12 de julho de 2019, 06:54

BRASILÁlvaro Antônio mantém assessor indiciado por falsidade ideológica

Foto: Christian Rizzi /Fotoarena/Folhapress

Marcelo Álvaro Antônio

Preso no dia 27 de junho no âmbito da Operação Sufrágio Ostentação, que mira supostas candidaturas laranja do PSL, o assessor especial do Ministério do Turismo, Mateus Von Rondon, voltou a dar expediente normalmente no gabinete do ministro, Marcelo Álvaro Antônio, após a soltura. Rondon ficou cinco dias encarcerado sob a acusação de fornecer notas fiscais frias para desviar recursos do fundo eleitoral. Além dele, na ocasião também foram presos Roberto Soares e Haissander Souza, que atuaram como coordenadores da campanha do atual ministro para deputado federal em 2018. Os três foram indiciados pelos crimes de falsidade ideológica, uso indevido de verba e associação criminosa. O ministro não é investigado. As prisões ocorreram no âmbito operação que apura um esquema de candidatas-laranjas nas eleições de 2018 com o objetivo de acessar fundos eleitorais destinados exclusivamente a campanha de mulheres. À época, Álvaro Antônio presidia o PSL no Estado de Minas Gerais. Rondon é o homem de confiança do ministro do Turismo. Ele tem um salário mensal de R$ 13.623,39, que continuou recebendo durante os cinco dias em que ficou preso, entre 27 de junho e primeiro de julho. De acordo com o Ministério do Turismo, a Consultoria Jurídica da pasta está realizando uma análise em precedentes do Supremo Tribunal Federal para avaliar e “cumprir o que determina a lei” sobre desconto de dias não trabalhados em casos de ausências justificadas por decisão judicial que impeça o trabalhador de exercer suas funções.
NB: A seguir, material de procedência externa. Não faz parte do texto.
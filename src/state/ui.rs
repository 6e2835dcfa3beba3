//! Local UI chrome state (toast notifications).
//!
//! DESIGN
//! ======
//! Keeps transient feedback out of page state so any page can raise a toast
//! and the layout-level `ToastHost` decides how long it stays.

#[cfg(test)]
#[path = "ui_test.rs"]
mod ui_test;

#[derive(Clone, Copy, Debug, Default, PartialEq, Eq)]
pub enum ToastKind {
    #[default]
    Success,
    Error,
}

#[derive(Clone, Debug, PartialEq, Eq)]
pub struct Toast {
    pub kind: ToastKind,
    pub message: String,
    /// Bumped per toast so a stale auto-dismiss timer cannot hide a newer one.
    pub seq: u64,
}

#[derive(Clone, Debug, Default, PartialEq, Eq)]
pub struct UiState {
    pub toast: Option<Toast>,
    pub toast_seq: u64,
}

impl UiState {
    pub fn push_success(&mut self, message: impl Into<String>) -> u64 {
        self.push(ToastKind::Success, message.into())
    }

    pub fn push_error(&mut self, message: impl Into<String>) -> u64 {
        self.push(ToastKind::Error, message.into())
    }

    /// Hide the toast only if it is still the one identified by `seq`.
    pub fn dismiss(&mut self, seq: u64) {
        if self.toast.as_ref().is_some_and(|t| t.seq == seq) {
            self.toast = None;
        }
    }

    fn push(&mut self, kind: ToastKind, message: String) -> u64 {
        self.toast_seq += 1;
        self.toast = Some(Toast { kind, message, seq: self.toast_seq });
        self.toast_seq
    }
}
Sobre uma possível exoneração do servidor envolvido no escândalo, o Ministério do Turismo informou, por nota, que aguarda o andamento do processo judicial para não submeter o servidor a uma “condenação sumária sem garantir a ele o direito de ampla defesa”. “Importante ressaltar que o servidor, que ocupa o cargo de assessor especial do gabinete do ministro, responde a suspeitas sobre fatos da campanha eleitoral de 2018, sem qualquer vínculo com as atividades que desempenha no Ministério do Turismo”, reforçou a nota encaminhada pela assessoria.